Balok radioterapi eksternal konvensional

Balok konvensional radioterapi eksternal (2DXRT) disampaikan melalui dua dimensi balok menggunakan mesin akselerator linear. 2DXRT terutama terdiri dari balok tunggal radiasi disampaikan kepada pasien dari beberapa arah: sering depan atau belakang, dan kedua belah pihak. ''''Konvensional mengacu pada cara pengobatan yang direncanakan''''atau''simulasi''pada mesin diagnostik khusus dikalibrasi x-ray yang dikenal sebagai simulator karena recreates tindakan akselerator linear (atau kadang-kadang oleh mata), dan biasanya pengaturan mapan radiasi balok untuk mencapai rencana''''diinginkan. Tujuan simulasi adalah untuk secara akurat melokalisir target atau volume yang akan diobati. Teknik ini mapan dan umumnya cepat dan handal. Khawatir adalah bahwa beberapa dosis tinggi pengobatan mungkin dibatasi oleh kapasitas toksisitas radiasi jaringan sehat yang terletak dekat dengan target volume tumor. Sebuah contoh dari masalah ini terlihat dalam radiasi dari kelenjar prostat, dimana sensitivitas sistem rektum detektor berdekatan terbatas Thea untuk distribusi dosis dalam dosis radioterapi pencitraan 4D yang dapat dengan aman diresepkan menggunakan perencanaan 2DXRT sedemikian rupa sehingga kontrol tumor mungkin tidak mudah dicapai. Sebelum penemuan CT, dokter dan fisikawan memiliki pengetahuan terbatas tentang dosis radiasi yang benar dikirimkan ke jaringan baik kanker dan sehat. Untuk alasan ini, 3-dimensi radioterapi konformal menjadi pengobatan standar untuk sejumlah lokasi tumor.

Stereotactic Radiasi

Radiasi stereotactic adalah jenis khusus dari terapi radiasi pancaran eksternal. Menggunakan radiasi sinar terfokus penargetan tumor yang terdefinisi dengan baik menggunakan scan pencitraan yang sangat rinci. Ahli onkologi radiasi melakukan perawatan stereotactic, seringkali dengan bantuan seorang ahli bedah saraf untuk tumor di otak atau tulang belakang.

Ada dua jenis radiasi stereotactic stereotactic radiosurgery (SRS) adalah ketika dokter menggunakan pengobatan radiasi stereotactic tunggal atau beberapa dari otak atau tulang belakang.. Tubuh terapi radiasi stereotactic (SBRT) mengacu pada satu atau beberapa perawatan stereotactic radiasi dengan tubuh, seperti sebagai paru-paru.

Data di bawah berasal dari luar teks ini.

//! AST node types for Lua and Luau.
//!
//! Every node owns its children; there are no back-references. The only
//! text the rename pass ever mutates is [`Name::text`]. Literals keep their
//! raw source spelling so printing never alters a literal value.

use crate::span::Span;

/// The root AST for a parsed chunk.
#[derive(Debug, Clone, PartialEq)]
pub struct Ast {
    /// Top-level block of the chunk.
    pub block: Block,
    /// Source code (for error messages and name collection).
    pub source: String,
}

impl Ast {
    /// Create a new AST.
    pub fn new(block: Block, source: String) -> Self {
        Self { block, source }
    }
}

/// An identifier occurrence: a declaration or a use of a name.
#[derive(Debug, Clone, PartialEq)]
pub struct Name {
    pub text: String,
    pub span: Span,
}

impl Name {
    pub fn new(text: impl Into<String>, span: Span) -> Self {
        Self { text: text.into(), span }
    }
}

/// An ordered sequence of statements.
#[derive(Debug, Clone, PartialEq)]
pub struct Block {
    pub stmts: Vec<Stmt>,
    pub span: Span,
}

impl Block {
    pub fn new(stmts: Vec<Stmt>, span: Span) -> Self {
        Self { stmts, span }
    }
}

// =============================================================================
// Statements
// =============================================================================

/// A statement node.
#[derive(Debug, Clone, PartialEq)]
pub struct Stmt {
    pub kind: StmtKind,
    pub span: Span,
}

impl Stmt {
    pub fn new(kind: StmtKind, span: Span) -> Self {
        Self { kind, span }
    }
}

/// Statement kinds.
#[derive(Debug, Clone, PartialEq)]
pub enum StmtKind {
    // === Declarations ===
    /// `local a, b = x, y`
    LocalAssign { names: Vec<Name>, values: Vec<Expr> },
    /// `local function f(...) end`
    LocalFunction { name: Name, func: Function },
    /// `function a.b:c(...) end` (an assignment to `a.b.c`, not a declaration)
    Function { name: FunctionName, func: Function },

    // === Assignment and calls ===
    /// `a, t.x = 1, 2`
    Assign { targets: Vec<Expr>, values: Vec<Expr> },
    /// Luau `a += 1`
    CompoundAssign { op: BinaryOp, target: Expr, value: Expr },
    /// Function or method call used as a statement
    Call(Expr),

    // === Control Flow ===
    /// `do ... end`
    Do(Block),
    /// `while cond do ... end`
    While { cond: Expr, body: Block },
    /// `repeat ... until cond`
    Repeat { body: Block, cond: Expr },
    /// `if c then ... elseif d then ... else ... end`
    If {
        branches: Vec<IfBranch>,
        else_block: Option<Block>,
    },
    /// `for i = start, limit, step do ... end`
    For {
        var: Name,
        start: Expr,
        limit: Expr,
        step: Option<Expr>,
        body: Block,
    },
    /// `for k, v in iter do ... end`
    ForIn {
        vars: Vec<Name>,
        iter: Vec<Expr>,
        body: Block,
    },
    /// `return a, b`
    Return(Vec<Expr>),
    /// `break`
    Break,
    /// Luau `continue`
    Continue,
    /// `goto label`
    Goto(String),
    /// `::label::`
    Label(String),
}

/// One `if`/`elseif` arm.
#[derive(Debug, Clone, PartialEq)]
pub struct IfBranch {
    pub cond: Expr,
    pub body: Block,
    pub span: Span,
}

/// The name path of a function statement: `base.fields[0].fields[1]:method`.
#[derive(Debug, Clone, PartialEq)]
pub struct FunctionName {
    pub base: Name,
    pub fields: Vec<String>,
    pub method: Option<String>,
}

impl FunctionName {
    /// A bare `function name() end`.
    pub fn simple(base: Name) -> Self {
        Self { base, fields: Vec::new(), method: None }
    }
}

/// A function body: parameters plus block.
#[derive(Debug, Clone, PartialEq)]
pub struct Function {
    pub params: Vec<Name>,
    /// Whether the parameter list ends with `...`.
    pub is_vararg: bool,
    pub body: Block,
    pub span: Span,
}

// =============================================================================
// Expressions
// =============================================================================

/// An expression node.
#[derive(Debug, Clone, PartialEq)]
pub struct Expr {
    pub kind: ExprKind,
    pub span: Span,
}

impl Expr {
    pub fn new(kind: ExprKind, span: Span) -> Self {
        Self { kind, span }
    }

    /// A name expression.
    pub fn name(name: Name) -> Self {
        let span = name.span;
        Self::new(ExprKind::Name(name), span)
    }

    /// Check if this expression may be the target of an assignment.
    pub fn is_assignable(&self) -> bool {
        matches!(
            self.kind,
            ExprKind::Name(_) | ExprKind::Member { .. } | ExprKind::Index { .. }
        )
    }
}

/// Expression kinds.
#[derive(Debug, Clone, PartialEq)]
pub enum ExprKind {
    // === Literals ===
    Nil,
    Bool(bool),
    /// `...`
    Vararg,
    /// Number literal (raw source text)
    Number(String),
    /// String literal (raw source text, delimiters included)
    String(String),
    /// Luau interpolated string. `parts.len() == exprs.len() + 1`; parts are
    /// raw text between the holes.
    InterpString { parts: Vec<String>, exprs: Vec<Expr> },

    // === Names and access ===
    Name(Name),
    /// `object.name`
    Member { object: Box<Expr>, name: String },
    /// `object[key]`
    Index { object: Box<Expr>, key: Box<Expr> },

    // === Calls ===
    /// `callee(args)`
    Call { callee: Box<Expr>, args: CallArgs },
    /// `object:method(args)`
    MethodCall {
        object: Box<Expr>,
        method: String,
        args: CallArgs,
    },

    // === Compound ===
    /// `function(...) end`
    Function(Box<Function>),
    /// `{ ... }`
    Table(Vec<Field>),
    Binary {
        op: BinaryOp,
        left: Box<Expr>,
        right: Box<Expr>,
    },
    Unary { op: UnaryOp, arg: Box<Expr> },
    /// `(expr)`; kept because parentheses truncate multiple results
    Paren(Box<Expr>),
    /// Luau `if c then a elseif d then b else e`
    IfElse {
        cond: Box<Expr>,
        then: Box<Expr>,
        elseifs: Vec<(Expr, Expr)>,
        else_: Box<Expr>,
    },
}

/// Call argument forms.
#[derive(Debug, Clone, PartialEq)]
pub enum CallArgs {
    /// `f(a, b)`
    Parens(Vec<Expr>),
    /// `f{...}`
    Table(Vec<Field>),
    /// `f"str"` (raw source text)
    String(String),
}

/// A table constructor field.
#[derive(Debug, Clone, PartialEq)]
pub enum Field {
    /// `name = value`; the name is a string key, never a binding
    Named { name: String, value: Expr },
    /// `[key] = value`
    Keyed { key: Expr, value: Expr },
    /// `value`
    Positional(Expr),
}

/// Binary operators.
#[derive(Debug, Clone, Copy, PartialEq, Eq)]
pub enum BinaryOp {
    Add,
    Sub,
    Mul,
    Div,
    FloorDiv,
    Mod,
    Pow,
    Concat,
    Eq,
    NotEq,
    Lt,
    LtEq,
    Gt,
    GtEq,
    And,
    Or,
    BitAnd,
    BitOr,
    BitXor,
    Shl,
    Shr,
}

impl BinaryOp {
    /// Source spelling.
    pub fn as_str(self) -> &'static str {
        match self {
            BinaryOp::Add => "+",
            BinaryOp::Sub => "-",
            BinaryOp::Mul => "*",
            BinaryOp::Div => "/",
            BinaryOp::FloorDiv => "//",
            BinaryOp::Mod => "%",
            BinaryOp::Pow => "^",
            BinaryOp::Concat => "..",
            BinaryOp::Eq => "==",
            BinaryOp::NotEq => "~=",
            BinaryOp::Lt => "<",
            BinaryOp::LtEq => "<=",
            BinaryOp::Gt => ">",
            BinaryOp::GtEq => ">=",
            BinaryOp::And => "and",
            BinaryOp::Or => "or",
            BinaryOp::BitAnd => "&",
            BinaryOp::BitOr => "|",
            BinaryOp::BitXor => "~",
            BinaryOp::Shl => "<<",
            BinaryOp::Shr => ">>",
        }
    }

    /// `(left, right)` binding power, matching the reference Lua parser.
    pub fn precedence(self) -> (u8, u8) {
        match self {
            BinaryOp::Or => (1, 1),
            BinaryOp::And => (2, 2),
            BinaryOp::Eq
            | BinaryOp::NotEq
            | BinaryOp::Lt
            | BinaryOp::LtEq
            | BinaryOp::Gt
            | BinaryOp::GtEq => (3, 3),
            BinaryOp::BitOr => (4, 4),
            BinaryOp::BitXor => (5, 5),
            BinaryOp::BitAnd => (6, 6),
            BinaryOp::Shl | BinaryOp::Shr => (7, 7),
            BinaryOp::Concat => (9, 8),
            BinaryOp::Add | BinaryOp::Sub => (10, 10),
            BinaryOp::Mul | BinaryOp::Div | BinaryOp::FloorDiv | BinaryOp::Mod => (11, 11),
            BinaryOp::Pow => (14, 13),
        }
    }
}

/// Unary operators.
#[derive(Debug, Clone, Copy, PartialEq, Eq)]
pub enum UnaryOp {
    /// `-x`
    Neg,
    /// `not x`
    Not,
    /// `#x`
    Len,
    /// `~x`
    BitNot,
}

impl UnaryOp {
    pub fn as_str(self) -> &'static str {
        match self {
            UnaryOp::Neg => "-",
            UnaryOp::Not => "not ",
            UnaryOp::Len => "#",
            UnaryOp::BitNot => "~",
        }
    }
}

Beberapa dokter mengatakan keuntungan untuk perawatan stereotactic mereka memberikan jumlah yang tepat radiasi untuk kanker dalam jumlah waktu yang lebih singkat daripada perawatan tradisional, yang sering dapat mengambil enam sampai 11 minggu. Ditambah perawatan diberikan dengan akurasi ekstrim, yang seharusnya membatasi efek radiasi pada jaringan sehat. Satu masalah dengan perawatan stereotactic adalah bahwa mereka hanya cocok untuk tumor kecil tertentu.

Perawatan stereotactic dapat membingungkan karena banyak rumah sakit panggilan perawatan dengan nama produsen daripada menyebutnya SRS atau SBRT. Nama merek untuk perawatan ini meliputi Axesse, Cyberknife, Gamma Knife, Novalis, Primatom, Synergy, X-Pisau, TomoTherapy dan Trilogy. Perubahan Daftar ini sebagai produsen peralatan terus berkembang baru, teknologi khusus untuk mengobati kanker.

Simulasi virtual, 3-dimensi konformal radioterapi, dan intensitas-termodulasi radioterapi

Perencanaan pengobatan radioterapi telah mengalami revolusi oleh kemampuan untuk menggambarkan tumor dan struktur normal yang berdekatan dalam tiga dimensi menggunakan CT khusus dan / atau MRI scanner dan perangkat lunak perencanaan.

Simulasi virtual, bentuk yang paling dasar perencanaan, memungkinkan penempatan lebih akurat radiasi balok daripada yang dimungkinkan dengan menggunakan konvensional X-ray, di mana jaringan lunak struktur seringkali sulit untuk menilai dan jaringan normal sulit untuk melindungi.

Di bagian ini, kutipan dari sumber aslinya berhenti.